Cryptocurrency XRP lost 25% of its value after SEC files lawsuit against Ripple and two company executives
Bitcoin is all the rage these days. The world’s most popular cryptocurrency is what everyone is talking about as it jumps to over $23,000. Bitcoin has appreciated in value by at least 200% this year alone. As bitcoin goes up, so are the other cryptocurrencies, known as altcoins. One of those altcoins is XRP, the native asset of the XRP ledger, developed by payment-focused blockchain firm Ripple Labs. XRP has risen more than 30%, a 16-month high, as altcoins ride on bitcoin’s wave.
But yesterday, XRP sank by about 25% to around 35 cents Wednesday after the U.S. Securities and Exchange Commission (SEC) filed a lawsuit alleging Ripple and two company executives conducted a $1.3 billion unregistered securities offering.

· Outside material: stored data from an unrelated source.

//! The Warden context object.
//!
//! Owns every piece of process-wide state (approval window, waiters, prompt
//! listeners, rate-limit buckets, audit handle, vault cache) so embedding
//! applications and tests hold it explicitly and can [`reset`](Warden::reset)
//! it between runs.

use std::path::Path;
use std::sync::Arc;

use chrono::{DateTime, Utc};
use tracing::{Instrument, debug, info, warn};
use warden_approval::{
    ApprovalWindowManager, ExecApprovalClient, GateRequest, PromptListeners, RateLimiter,
    RateLimits, TrustGate, WindowScope,
};
use warden_audit::{AuditLog, AuditLogEntry, BlockReason};
use warden_config::{Config, OverflowPolicy};
use warden_core::WardenHome;
use warden_telemetry::DeliveryContext;
use warden_vault::{
    DocumentVault, Enrollment, ProtectedDocument, ShutdownHooks, TotpSecretStore, Wipe,
};

use crate::config_bridge;
use crate::delivery::{DeliveryOutcome, MessageSender, OutboundMessage, is_denied_command};
use crate::error::{RuntimeError, RuntimeResult};


/// Process-wide outbound-gate state.
pub struct Warden {
    config: Config,
    home: WardenHome,
    windows: Arc<ApprovalWindowManager>,
    listeners: Arc<PromptListeners>,
    audit: Arc<AuditLog>,
    gate: TrustGate,
    limiter: RateLimiter,
    document: Arc<DocumentVault>,
    totp: TotpSecretStore,
    hooks: Arc<ShutdownHooks>,
}

impl std::fmt::Debug for Warden {
    fn fmt(&self, f: &mut std::fmt::Formatter<'_>) -> std::fmt::Result {
        f.debug_struct("Warden")
            .field("home", &self.home.root())
            .field("trust_level", &self.config.trust_gate.trust_level)
            .field("mode", &self.config.trust_gate.mode)
            .field("gate", &self.gate)
            .finish_non_exhaustive()
    }
}

impl Warden {
    /// Build a context from an already-loaded config. Performs no I/O.
    ///
    /// In socket mode the exec-approval client is taken from
    /// `[trust_gate.socket]` when a path is configured.
    #[must_use]
    pub fn new(config: Config, home: WardenHome) -> Self {
        let windows = Arc::new(ApprovalWindowManager::new());
        let listeners = Arc::new(PromptListeners::new());
        let audit = Arc::new(config_bridge::to_audit_log(&config, &home));
        let mut gate = TrustGate::new(
            Arc::clone(&windows),
            Arc::clone(&listeners),
            Arc::clone(&audit),
        );
        if let Some(client) = config_bridge::to_exec_client(&config) {
            gate = gate.with_exec_client(client);
        }

        let document = Arc::new(config_bridge::to_document_vault(&config, &home));
        let totp = config_bridge::to_totp_store(&config, &home);
        let hooks = Arc::new(ShutdownHooks::new());
        hooks.register(Arc::clone(&document) as Arc<dyn Wipe>);

        Self {
            config,
            home,
            windows,
            listeners,
            audit,
            gate,
            limiter: RateLimiter::new(),
            document,
            totp,
            hooks,
        }
    }

    /// Resolve the home directory (`home` or `$WARDEN_HOME` or
    /// `~/.warden`), create it, and load the layered config from it.
    ///
    /// # Errors
    ///
    /// Returns an error if the home cannot be resolved or created, or if the
    /// config fails to load or validate.
    pub fn load(home: Option<&Path>) -> RuntimeResult<Self> {
        let home = match home {
            Some(path) => WardenHome::from_path(path),
            None => WardenHome::resolve()?,
        };
        home.ensure()?;
        let resolved = Config::load(Some(home.root()))?;
        info!(
            home = %home.root().display(),
            files = resolved.loaded_files.len(),
            trust_level = resolved.config.trust_gate.trust_level,
            mode = %resolved.config.trust_gate.mode,
            "warden loaded"
        );
        Ok(Self::new(resolved.config, home))
    }

    /// Use `client` for socket-mode approvals instead of the configured one.
    #[must_use]
    pub fn with_exec_client(mut self, client: Arc<dyn ExecApprovalClient>) -> Self {
        self.gate = TrustGate::new(
            Arc::clone(&self.windows),
            Arc::clone(&self.listeners),
            Arc::clone(&self.audit),
        )
        .with_exec_client(client);
        self
    }

    /// Replace the configured document vault (e.g. one with a passphrase
    /// supplied by the embedding application). The old vault's wipe hook is
    /// swapped for the new one; other registered targets are kept.
    #[must_use]
    pub fn with_document_vault(mut self, vault: DocumentVault) -> Self {
        let old: Arc<dyn Wipe> = Arc::clone(&self.document) as Arc<dyn Wipe>;
        self.hooks.unregister(&old);
        let vault = Arc::new(vault);
        self.hooks.register(Arc::clone(&vault) as Arc<dyn Wipe>);
        self.document = vault;
        self
    }

    /// Replace the configured TOTP secret store.
    #[must_use]
    pub fn with_totp_store(mut self, store: TotpSecretStore) -> Self {
        self.totp = store;
        self
    }

    /// The active configuration.
    #[must_use]
    pub fn config(&self) -> &Config {
        &self.config
    }

    /// The state directory.
    #[must_use]
    pub fn home(&self) -> &WardenHome {
        &self.home
    }

    /// The approval window manager.
    #[must_use]
    pub fn windows(&self) -> &Arc<ApprovalWindowManager> {
        &self.windows
    }

    /// Observers told when the owner must enter a code.
    #[must_use]
    pub fn prompt_listeners(&self) -> &Arc<PromptListeners> {
        &self.listeners
    }

    /// The audit trail.
    #[must_use]
    pub fn audit(&self) -> &Arc<AuditLog> {
        &self.audit
    }

    /// The trust gate.
    #[must_use]
    pub fn trust_gate(&self) -> &TrustGate {
        &self.gate
    }

    /// The send-rate limiter.
    #[must_use]
    pub fn rate_limiter(&self) -> &RateLimiter {
        &self.limiter
    }

    /// The TOTP secret store.
    #[must_use]
    pub fn totp_store(&self) -> &TotpSecretStore {
        &self.totp
    }

    /// Wipe-on-exit hooks. The document vault is registered already.
    #[must_use]
    pub fn shutdown_hooks(&self) -> &Arc<ShutdownHooks> {
        &self.hooks
    }

    /// Run one outbound message through the delivery pipeline.
    ///
    /// Rate limits are evaluated against the clock as read after the trust
    /// gate returns, so time spent waiting for approval counts.
    /// See [`deliver_at`](Self::deliver_at) for the pipeline order.
    ///
    /// # Errors
    ///
    /// As for [`deliver_at`](Self::deliver_at).
    pub async fn deliver(
        &self,
        message: &OutboundMessage,
        sender: &dyn MessageSender,
    ) -> RuntimeResult<DeliveryOutcome> {
        self.deliver_with_clock(message, sender, None).await
    }

    /// Run one outbound message through the delivery pipeline, evaluating
    /// rate limits at `now`.
    ///
    /// Order: watch mode, denied commands, trust gate, rate limit, send.
    /// Every blocked attempt and every successful send is audited.
    ///
    /// # Errors
    ///
    /// Returns [`RuntimeError::RateLimited`] when a limit is hit under the
    /// `queue` overflow policy, and [`RuntimeError::SendFailed`] when the
    /// sender fails. A failed send is not recorded against the rate limit.
    pub async fn deliver_at(
        &self,
        message: &OutboundMessage,
        sender: &dyn MessageSender,
        now: DateTime<Utc>,
    ) -> RuntimeResult<DeliveryOutcome> {
        self.deliver_with_clock(message, sender, Some(now)).await
    }

    /// `fixed_now` pins the rate-limit clock; `None` reads it after the gate.
    async fn deliver_with_clock(
        &self,
        message: &OutboundMessage,
        sender: &dyn MessageSender,
        fixed_now: Option<DateTime<Utc>>,
    ) -> RuntimeResult<DeliveryOutcome> {
        let mut ctx = DeliveryContext::new(&message.channel, &message.recipient);
        if let Some(account) = &message.account_id {
            ctx = ctx.with_account(account);
        }
        if let Some(session) = &message.session_id {
            ctx = ctx.with_session(session);
        }
        let span = ctx.span();
        async move {
            let outcome = self.run_pipeline(message, sender, fixed_now).await;
            debug!(elapsed_ms = ctx.elapsed_ms(), ok = outcome.is_ok(), "delivery finished");
            outcome
        }
        .instrument(span)
        .await
    }

    async fn run_pipeline(
        &self,
        message: &OutboundMessage,
        sender: &dyn MessageSender,
        fixed_now: Option<DateTime<Utc>>,
    ) -> RuntimeResult<DeliveryOutcome> {
        let delivery = &self.config.delivery;
        if delivery.watch_mode {
            info!("watch mode, not sending");
            return Ok(self.block(message, BlockReason::WatchMode));
        }
        if is_denied_command(message, &delivery.deny_commands) {
            info!(command = message.command(), "denied command, not sending");
            return Ok(self.block(message, BlockReason::DenyCommands));
        }

        let request = GateRequest {
            channel: &message.channel,
            recipient: &message.recipient,
            content: &message.content,
            session_id: message.session_id.as_deref(),
        };
        let gate = self.gate.request_approval(&self.config, &request).await;
        if !gate.allowed {
            // The gate has already audited the denial.
            return Ok(DeliveryOutcome::Blocked {
                reason: BlockReason::TrustGate,
                prompt_message: gate.prompt_message,
            });
        }

        // The gate may have waited for a code; re-read the clock after it.
        let now = fixed_now.unwrap_or_else(Utc::now);
        let account = message.account_id.as_deref();
        let limits = RateLimits::resolve(&self.config.rate_limits, &message.channel, account);
        let decision = self
            .limiter
            .check_limit(&message.channel, account, &limits, now);
        if !decision.allowed {
            let reason = decision.reason.unwrap_or_else(|| "rate limit".to_owned());
            self.audit_blocked(message, BlockReason::RateLimit);
            return match decision.overflow {
                OverflowPolicy::Queue => {
                    warn!(reason = %reason, "rate limited");
                    Err(RuntimeError::RateLimited {
                        channel: message.channel.clone(),
                        reason,
                    })
                },
                OverflowPolicy::Drop => {
                    info!(reason = %reason, "rate limited, dropping");
                    Ok(DeliveryOutcome::Dropped { reason })
                },
            };
        }

        if let Err(reason) = sender.send(message).await {
            warn!(reason = %reason, "channel send failed");
            return Err(RuntimeError::SendFailed {
                channel: message.channel.clone(),
                reason,
            });
        }

        let sent_at = fixed_now.unwrap_or_else(Utc::now);
        self.limiter.record_message(&message.channel, account, sent_at);
        let entry = AuditLogEntry::sent(&message.channel, &message.recipient, &message.content)
            .with_session(message.session_id.as_deref());
        let _ = self.audit.append(&entry);
        debug!("sent");
        Ok(DeliveryOutcome::Sent)
    }

    fn audit_blocked(&self, message: &OutboundMessage, reason: BlockReason) {
        let entry = AuditLogEntry::blocked(
            &message.channel,
            &message.recipient,
            &message.content,
            reason,
        )
        .with_session(message.session_id.as_deref());
        let _ = self.audit.append(&entry);
    }

    fn block(&self, message: &OutboundMessage, reason: BlockReason) -> DeliveryOutcome {
        self.audit_blocked(message, reason);
        DeliveryOutcome::Blocked {
            reason,
            prompt_message: None,
        }
    }

    /// Generate, store and return a new TOTP secret using the configured
    /// issuer and account labels.
    ///
    /// # Errors
    ///
    /// Returns an error if the secret cannot be stored.
    pub fn enroll_totp(&self) -> RuntimeResult<Enrollment> {
        let totp = &self.config.totp;
        Ok(self.totp.enroll(&totp.issuer, &totp.account_label)?)
    }

    /// Verify `code` against the enrolled secret and open the approval
    /// window. Returns the number of waiting sends released.
    ///
    /// # Errors
    ///
    /// Returns [`RuntimeError::NotEnrolled`] if no secret is stored, an
    /// approval error wrapping `InvalidCode` if the code does not verify,
    /// or a vault error if the secret cannot be read.
    pub fn submit_totp_code(
        &self,
        code: &str,
        scope: WindowScope,
        now: DateTime<Utc>,
    ) -> RuntimeResult<usize> {
        let secret = self.totp.load()?.ok_or(RuntimeError::NotEnrolled)?;
        Ok(self
            .gate
            .submit_code(&self.config, code, &secret, scope, now)?)
    }

    /// Load the protected document.
    ///
    /// # Errors
    ///
    /// Returns [`RuntimeError::SessionRefused`] if the document fails its
    /// integrity check, or a vault error if it cannot be decrypted.
    pub fn protected_document(&self) -> RuntimeResult<ProtectedDocument> {
        self.document.load().map_err(|e| {
            let e = RuntimeError::from(e);
            warn!(error = %e, "protected document unavailable");
            e
        })
    }

    /// Install the signal wipe hooks on the current tokio runtime. Returns
    /// `true` for the call that installed them.
    pub fn install_shutdown_hooks(&self) -> bool {
        self.hooks.install()
    }

    /// Wipe decrypted secrets now. Returns the number of degraded wipes.
    pub fn shutdown(&self) -> usize {
        info!("wiping decrypted secrets");
        self.hooks.run()
    }

    /// Return every piece of in-memory state to its initial value: close
    /// the window (denying waiters), forget rate history and listeners,
    /// release the audit handle, and drop the decrypted document.
    pub fn reset(&self) {
        self.windows.reset();
        self.listeners.clear();
        self.limiter.reset();
        self.audit.reset();
        let _ = self.document.wipe();
        debug!("warden state reset");
    }
}

/// Initialise logging from `[logging]`.
///
/// # Errors
///
/// Returns an error if the format is unknown or a subscriber is already
/// installed.
pub fn init_logging(config: &Config) -> RuntimeResult<()> {
    warden_telemetry::setup_logging(&config_bridge::to_log_config(config)?)?;
    Ok(())
}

In a statement, SEC said “because Ripple never filed a registration statement, it never provided investors with the material information that every year hundreds of other issuers include in such statements when soliciting public investment. Instead, Ripple created an information vacuum such that Ripple and the two insiders with the most control over it—Larsen and Garlinghouse—could sell XRP into a market that possessed only the information Defendants chose to share about Ripple and XRP. ”
SEC went on to say that:
“Ripple engaged in this illegal securities offering from 2013 to the present, even though Ripple received legal advice as early as 2012 that under certain circumstances XRP could be considered an “investment contract” and therefore a security under the federal securities laws.”
Ripple vowed to fight against the legal action. The company denies XRP is a security and questioned the timing of the lawsuit. For some time now, Ripple has been marketing XRP as a means of sending money quickly overseas. However, the SEC did not see it that way. Instead, SEC believes it should be treated as security — like a share in a company — rather than a currency. In the meantime, the legal fight continues. For now, XRP is on the selloff as investors flee from the cryptocurrency.
Founded in 2012 by Arthur Britto, Chris Larsen, Paul Cafardo, and Ryan Fugger, the San Francisco-based blockchain startup Ripple provides one frictionless experience to send money globally using the power of blockchain. Ripple provides a real-time gross settlement system, currency exchange, and remittance network created by the Ripple company. Ripple connects banks, payment providers, digital asset exchanges, and corporates via RippleNet to provide one frictionless experience to send money globally.